The Soviet Union trained dogs to carry bombs under German tanks — but forgot to train them on German tanks, so the dogs ran back toward Soviet lines instead.
During World War II, the Soviet Union trained thousands of dogs as living anti-tank weapons. The dogs wore canvas pouches loaded with 10–12 kg of explosives and a wooden detonating lever, designed to trigger when the dog crawled under an enemy tank.
The concept sounded devastating on paper. In practice, there was one catastrophic flaw: Soviet trainers used their own diesel-powered tanks to condition the dogs — but German tanks ran on gasoline. The dogs followed their noses, recognized Soviet tanks, and headed straight for them.
When first deployed in 1941, the results were disastrous. Of the first 30 dogs sent into action, only 4 successfully detonated near German tanks. Six turned around and exploded among Soviet soldiers in their own trenches, killing the men who had sent them forward.
Gunfire also terrified the dogs. When shells began falling, many panicked and fled back to the Soviet lines — still carrying live explosives. German soldiers quickly learned about the program from captured dead dogs and were issued standing orders to shoot any dog on sight.

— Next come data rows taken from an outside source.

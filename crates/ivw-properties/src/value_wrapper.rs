//! A live value paired with its default.

use ivw_serialization::{DeserializeValue, Deserializer, Result, SerializeValue, Serializer};

use crate::property::SerializationMode;

/// A named value that remembers its default.
///
/// The default only changes through [`set_as_default`](Self::set_as_default);
/// with [`SerializationMode::Changed`] a value equal to its default is not
/// written at all.
#[derive(Debug, Clone, PartialEq)]
pub struct ValueWrapper<T> {
    name: String,
    value: T,
    default_value: T,
}

impl<T: Clone + PartialEq> ValueWrapper<T> {
    pub fn new(name: impl Into<String>, value: T) -> Self {
        Self {
            name: name.into(),
            default_value: value.clone(),
            value,
        }
    }

    /// Key under which the value is persisted.
    pub fn name(&self) -> &str {
        &self.name
    }

    pub fn value(&self) -> &T {
        &self.value
    }

    pub fn value_mut(&mut self) -> &mut T {
        &mut self.value
    }

    /// Replace the value. Returns whether it changed.
    pub fn set(&mut self, value: T) -> bool {
        if self.value == value {
            return false;
        }
        self.value = value;
        true
    }

    pub fn default_value(&self) -> &T {
        &self.default_value
    }

    pub fn is_default(&self) -> bool {
        self.value == self.default_value
    }

    /// Restore the default. Returns whether the value changed.
    pub fn reset(&mut self) -> bool {
        let default = self.default_value.clone();
        self.set(default)
    }

    pub fn set_as_default(&mut self) {
        self.default_value = self.value.clone();
    }
}

impl<T> ValueWrapper<T>
where
    T: Clone + PartialEq + SerializeValue,
{
    pub fn serialize(&self, s: &mut Serializer, mode: SerializationMode) {
        match mode {
            SerializationMode::All => s.serialize(&self.name, &self.value),
            SerializationMode::Changed if !self.is_default() => {
                s.serialize(&self.name, &self.value);
            }
            SerializationMode::Changed | SerializationMode::None => {}
        }
    }
}

impl<T> ValueWrapper<T>
where
    T: Clone + PartialEq + DeserializeValue,
{
    /// Read the value if its node is present.
    ///
    /// An absent node keeps the current value in every mode.
    pub fn deserialize(&mut self, d: &mut Deserializer, mode: SerializationMode) -> Result<bool> {
        match mode {
            SerializationMode::None => Ok(false),
            SerializationMode::All | SerializationMode::Changed => {
                d.deserialize(&self.name, &mut self.value)
            }
        }
    }
}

Despite these failures, Soviet propaganda claimed the dogs destroyed around 300 German tanks. Independent historians put the actual documented number closer to 12, making it one of the war's more expensive and lethal miscalculations.
The Soviets weren't alone: the United States launched a similar program in 1943 called 'demolition wolves' at Fort Belvoir, Virginia. It was shut down within months due to obvious safety concerns. Japan also received tens of thousands of dogs from Germany for similar experiments.
Anti-tank dog training in the Soviet Union continued, almost inexplicably, until 1996 — more than 50 years after the program's chaotic debut. The program stands as a grim reminder that military innovation does not always survive contact with reality.